- [What to do]: Give the number of lines in the data below that contain "post", with no other words.

- [Source material]:

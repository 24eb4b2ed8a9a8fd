//! Fields derived from a post's title and content: slug, excerpt and read time.

use std::collections::HashSet;

pub const EXCERPT_PLACEHOLDER: &str = "No excerpt available";
pub const EXCERPT_MAX_CHARS: usize = 150;
pub const WORDS_PER_MINUTE: usize = 200;

/// Lowercase ASCII slug. Characters other than alphanumerics, whitespace and
/// hyphens are dropped; whitespace and hyphen runs become a single `-`.
pub fn generate_slug(title: &str) -> String {
    let mut slug = String::with_capacity(title.len());
    let mut pending_hyphen = false;

    for c in title.chars() {
        if c.is_ascii_alphanumeric() {
            if pending_hyphen && !slug.is_empty() {
                slug.push('-');
            }
            pending_hyphen = false;
            slug.push(c.to_ascii_lowercase());
        } else if c.is_whitespace() || c == '-' {
            pending_hyphen = true;
        }
    }

    slug
}

/// `base`, or `base-2`, `base-3`, ... whichever is not yet taken.
pub fn unique_slug(base: &str, taken: &HashSet<String>) -> String {
    let base = if base.is_empty() { "post" } else { base };
    if !taken.contains(base) {
        return base.to_string();
    }

    let mut n = 2usize;
    loop {
        let candidate = format!("{base}-{n}");
        if !taken.contains(&candidate) {
            return candidate;
        }
        n += 1;
    }
}

pub fn word_count(content: &str) -> usize {
    strip_markup(content).split_whitespace().count()
}

/// `"{minutes} min read"` at 200 words per minute, never below one minute.
pub fn read_time(content: &str) -> String {
    let minutes = word_count(content).div_ceil(WORDS_PER_MINUTE).max(1);
    format!("{minutes} min read")
}

/// A supplied non-blank excerpt wins. Otherwise the first non-empty plain-text
/// line of `content`, cut to 150 characters.
pub fn derive_excerpt(content: &str, supplied: Option<&str>) -> String {
    if let Some(s) = supplied.map(str::trim).filter(|s| !s.is_empty()) {
        return s.to_string();
    }

    let plain = strip_markup(content);
    let first_line = plain
        .lines()
        .map(|l| l.split_whitespace().collect::<Vec<_>>().join(" "))
        .find(|l| !l.is_empty());

    match first_line {
        Some(line) if line.chars().count() > EXCERPT_MAX_CHARS => {
            let cut: String = line.chars().take(EXCERPT_MAX_CHARS).collect();
            format!("{}...", cut.trim_end())
        }
        Some(line) => line,
        None => EXCERPT_PLACEHOLDER.to_string(),
    }
}

const BLOCK_TAGS: &[&str] = &[
    "p", "br", "div", "li", "ul", "ol", "blockquote", "h1", "h2", "h3", "h4", "h5", "h6", "pre",
];

/// Rich-text editor HTML to plain text. Block-level tags end a line.
pub fn strip_markup(content: &str) -> String {
    let mut out = String::with_capacity(content.len());
    let mut tag: Option<String> = None;

    for c in content.chars() {
        if let Some(name) = tag.as_mut() {
            if c == '>' {
                if is_block_tag(name) {
                    out.push('\n');
                }
                tag = None;
            } else {
                name.push(c);
            }
        } else if c == '<' {
            tag = Some(String::new());
        } else {
            out.push(c);
        }
    }

    decode_entities(&out)
}

fn is_block_tag(raw: &str) -> bool {
    let name = raw
        .trim_start_matches('/')
        .chars()
        .take_while(|c| c.is_ascii_alphanumeric())
        .collect::<String>()
        .to_ascii_lowercase();
    BLOCK_TAGS.contains(&name.as_str())
}

fn decode_entities(s: &str) -> String {
    s.replace("&nbsp;", " ")
        .replace("&lt;", "<")
        .replace("&gt;", ">")
        .replace("&quot;", "\"")
        .replace("&#39;", "'")
        .replace("&amp;", "&")
}

#[cfg(test)]
mod tests {
    use super::*;

    #[test]
    fn slug_examples() {
        assert_eq!(generate_slug("Hello, World!"), "hello-world");
        assert_eq!(generate_slug("  Rebranding   -- in 2024 "), "rebranding-in-2024");
        assert_eq!(generate_slug("Don't panic"), "dont-panic");
        assert_eq!(generate_slug("Café crème"), "caf-crme");
        assert_eq!(generate_slug("!!!"), "");
    }

    #[test]
    fn slug_is_idempotent() {
        let titles = [
            "Hello, World!",
            "  leading and trailing  ",
            "multiple---hyphens and   spaces",
            "UPPER lower 123",
            "-dash-start-and-end-",
            "tabs\tand\nnewlines",
            "emoji 🚀 launch",
            "",
        ];
        for t in titles {
            let once = generate_slug(t);
            assert_eq!(generate_slug(&once), once, "title: {t:?}");
        }
    }

    #[test]
    fn unique_slug_appends_counter() {
        let mut taken = HashSet::new();
        assert_eq!(unique_slug("hello", &taken), "hello");
        taken.insert("hello".to_string());
        taken.insert("hello-2".to_string());
        assert_eq!(unique_slug("hello", &taken), "hello-3");
        assert_eq!(unique_slug("", &taken), "post");
    }

    #[test]
    fn read_time_rounds_up_with_one_minute_floor() {
        assert_eq!(read_time(""), "1 min read");
        assert_eq!(read_time(&"word ".repeat(200)), "1 min read");
        assert_eq!(read_time(&"word ".repeat(201)), "2 min read");
        assert_eq!(read_time("<p>five words in a paragraph</p>"), "1 min read");
    }

    #[test]
    fn read_time_is_monotone_in_word_count() {
        let minutes = |s: &str| -> usize {
            read_time(s)
                .split_whitespace()
                .next()
                .and_then(|n| n.parse().ok())
                .unwrap()
        };

        let mut previous = 0;
        for words in (0..2000).step_by(37) {
            let content = "lorem ".repeat(words);
            let m = minutes(&content);
            assert!(m >= previous, "{words} words gave {m} < {previous}");
            previous = m;
        }
    }

    #[test]
    fn excerpt_uses_first_plain_text_line() {
        let html = "<h2></h2>\n<p>First <strong>real</strong>&nbsp;line.</p><p>Second.</p>";
        assert_eq!(derive_excerpt(html, None), "First real line.");
        assert_eq!(derive_excerpt(html, Some("  custom  ")), "custom");
        assert_eq!(derive_excerpt(html, Some("   ")), "First real line.");
    }

    #[test]
    fn long_excerpt_is_cut_and_empty_content_gets_placeholder() {
        let long = "a".repeat(400);
        let excerpt = derive_excerpt(&long, None);
        assert_eq!(excerpt.chars().count(), EXCERPT_MAX_CHARS + 3);
        assert!(excerpt.ends_with("..."));

        assert_eq!(derive_excerpt("", None), EXCERPT_PLACEHOLDER);
        assert_eq!(derive_excerpt("<p> </p><br/>", None), EXCERPT_PLACEHOLDER);
    }
}
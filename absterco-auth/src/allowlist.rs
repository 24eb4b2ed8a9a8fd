use std::collections::HashSet;

use absterco_core::AppResult;
use async_trait::async_trait;

/// Decides whether a verified email may enter the admin console.
#[async_trait]
pub trait AdminAllowList: Send + Sync {
    async fn is_admin(&self, email: &str) -> AppResult<bool>;
}

/// Fixed set of administrator emails, compared case-insensitively.
#[derive(Clone, Debug, Default)]
pub struct StaticAllowList {
    emails: HashSet<String>,
}

impl StaticAllowList {
    pub fn new<I, S>(emails: I) -> Self
    where
        I: IntoIterator<Item = S>,
        S: AsRef<str>,
    {
        Self {
            emails: emails
                .into_iter()
                .map(|e| e.as_ref().trim().to_lowercase())
                .filter(|e| !e.is_empty())
                .collect(),
        }
    }

    pub fn contains(&self, email: &str) -> bool {
        self.emails.contains(&email.trim().to_lowercase())
    }

    pub fn len(&self) -> usize {
        self.emails.len()
    }

    pub fn is_empty(&self) -> bool {
        self.emails.is_empty()
    }
}

#[async_trait]
impl AdminAllowList for StaticAllowList {
    async fn is_admin(&self, email: &str) -> AppResult<bool> {
        Ok(self.contains(email))
    }
}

- [Output below]: 3